All entries must be given again in full, exactly as they were supplied.

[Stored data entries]

══════════

//! Configuration file structures for the Chikis bot.
//!
//! The configuration is read from a YAML file and can be overridden with
//! environment variables prefixed by `CHIKIS_`, nested keys being separated by
//! `__` (e.g. `CHIKIS_MATRIX__PASSWORD`).
//!
//! ```yaml
//! owner: "@admin:matrix.org"
//!
//! matrix:
//!   user_id: "@chikis:matrix.org"
//!   password: "secret-password"
//!   passphrase: "recovery-passphrase"
//!
//! channel:
//!   room_id: "!abcdef:matrix.org"
//!
//! # Every key is optional, defaults shown
//! minecraft:
//!   host: "play.example.com"   # public address of this machine when omitted
//!   port: 25565
//!   query_port: 25565
//!   timeout_secs: 5
//!   address_lookup_url: "https://v4.ident.me/"
//!
//! translator:
//!   url: "https://translate.googleapis.com"
//!   timeout_secs: 10
//!
//! roles:
//!   misionero: ["@ana:matrix.org"]
//!   arzobispo: []
//!   papa: ["@luis:matrix.org"]
//! ```

use std::collections::HashMap;

use figment::{
    Figment,
    providers::{Env, Format, Yaml},
};
use serde::Deserialize;

const ENV_PREFIX: &str = "CHIKIS_";

#[derive(Debug, Deserialize)]
pub struct Config {
    /// Matrix user id allowed to run owner commands
    pub owner: String,
    pub matrix: Matrix,
    pub channel: Channel,
    #[serde(default)]
    pub minecraft: Minecraft,
    #[serde(default)]
    pub translator: Translation,
    /// Role name to member user ids
    #[serde(default)]
    pub roles: HashMap<String, Vec<String>>,
}

/// Matrix account of the bot.
#[derive(Debug, Deserialize)]
pub struct Matrix {
    /// Fully qualified Matrix user ID, e.g. `@chikis:matrix.org`.
    pub user_id: String,
    /// Used for the first login only, the session is persisted afterwards.
    pub password: String,
    /// E2EE recovery passphrase, also encrypts the local store.
    pub passphrase: String,
}

/// Room the bot greets on startup and reports server failures to.
#[derive(Debug, Deserialize)]
pub struct Channel {
    pub room_id: String,
}

#[derive(Debug, Deserialize)]
#[serde(default)]
pub struct Minecraft {
    pub host: Option<String>,
    pub port: u16,
    /// `query.port` of `server.properties`
    pub query_port: u16,
    pub timeout_secs: u64,
    pub address_lookup_url: String,
}

impl Default for Minecraft {
    fn default() -> Self {
        Minecraft {
            host: None,
            port: 25565,
            query_port: 25565,
            timeout_secs: 5,
            address_lookup_url: "https://v4.ident.me/".to_owned(),
        }
    }
}

#[derive(Debug, Deserialize)]
#[serde(default)]
pub struct Translation {
    pub url: String,
    pub timeout_secs: u64,
}

impl Default for Translation {
    fn default() -> Self {
        Translation {
            url: "https://translate.googleapis.com".to_owned(),
            timeout_secs: 10,
        }
    }
}

/// Values resolved at startup and handed to the bot.
#[derive(Debug, Clone, PartialEq, Eq)]
pub struct BotSettings {
    pub channel_id: String,
    pub server_host: String,
}

impl Config {
    pub fn load(path: &str) -> Result<Config, figment::Error> {
        Figment::new()
            .merge(Yaml::file(path))
            .merge(Env::prefixed(ENV_PREFIX).split("__"))
            .extract()
    }
}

══════════

▶ Response area
//! Configuration file structures for the Chikis bot.
//!
//! The configuration is read from a YAML file and can be overridden with
//! environment variables prefixed by `CHIKIS_`, nested keys being separated by
//! `__` (e.g. `CHIKIS_MATRIX__PASSWORD`).
//!
//! ```yaml
//! owner: "@admin:matrix.org"
//!
//! matrix:
//!   user_id: "@chikis:matrix.org"
//!   password: "secret-password"
//!   passphrase: "recovery-passphrase"
//!
//! channel:
//!   room_id: "!abcdef:matrix.org"
//!
//! # Every key is optional, defaults shown
//! minecraft:
//!   host: "play.example.com"   # public address of this machine when omitted
//!   port: 25565
//!   query_port: 25565
//!   timeout_secs: 5
//!   address_lookup_url: "https://v4.ident.me/"
//!
//! translator:
//!   url: "https://translate.googleapis.com"
//!   timeout_secs: 10
//!
//! roles:
//!   misionero: ["@ana:matrix.org"]
//!   arzobispo: []
//!   papa: ["@luis:matrix.org"]
//! ```

use std::collections::HashMap;

use figment::{
    Figment,
    providers::{Env, Format, Yaml},
};
use serde::Deserialize;

const ENV_PREFIX: &str = "CHIKIS_";

#[derive(Debug, Deserialize)]
pub struct Config {
    /// Matrix user id allowed to run owner commands
    pub owner: String,
    pub matrix: Matrix,
    pub channel: Channel,
    #[serde(default)]
    pub minecraft: Minecraft,
    #[serde(default)]
    pub translator: Translation,
    /// Role name to member user ids
    #[serde(default)]
    pub roles: HashMap<String, Vec<String>>,
}

/// Matrix account of the bot.
#[derive(Debug, Deserialize)]
pub struct Matrix {
    /// Fully qualified Matrix user ID, e.g. `@chikis:matrix.org`.
    pub user_id: String,
    /// Used for the first login only, the session is persisted afterwards.
    pub password: String,
    /// E2EE recovery passphrase, also encrypts the local store.
    pub passphrase: String,
}

/// Room the bot greets on startup and reports server failures to.
#[derive(Debug, Deserialize)]
pub struct Channel {
    pub room_id: String,
}

#[derive(Debug, Deserialize)]
#[serde(default)]
pub struct Minecraft {
    pub host: Option<String>,
    pub port: u16,
    /// `query.port` of `server.properties`
    pub query_port: u16,
    pub timeout_secs: u64,
    pub address_lookup_url: String,
}

impl Default for Minecraft {
    fn default() -> Self {
        Minecraft {
            host: None,
            port: 25565,
            query_port: 25565,
            timeout_secs: 5,
            address_lookup_url: "https://v4.ident.me/".to_owned(),
        }
    }
}

#[derive(Debug, Deserialize)]
#[serde(default)]
pub struct Translation {
    pub url: String,
    pub timeout_secs: u64,
}

impl Default for Translation {
    fn default() -> Self {
        Translation {
            url: "https://translate.googleapis.com".to_owned(),
            timeout_secs: 10,
        }
    }
}

/// Values resolved at startup and handed to the bot.
#[derive(Debug, Clone, PartialEq, Eq)]
pub struct BotSettings {
    pub channel_id: String,
    pub server_host: String,
}

impl Config {
    pub fn load(path: &str) -> Result<Config, figment::Error> {
        Figment::new()
            .merge(Yaml::file(path))
            .merge(Env::prefixed(ENV_PREFIX).split("__"))
            .extract()
    }
}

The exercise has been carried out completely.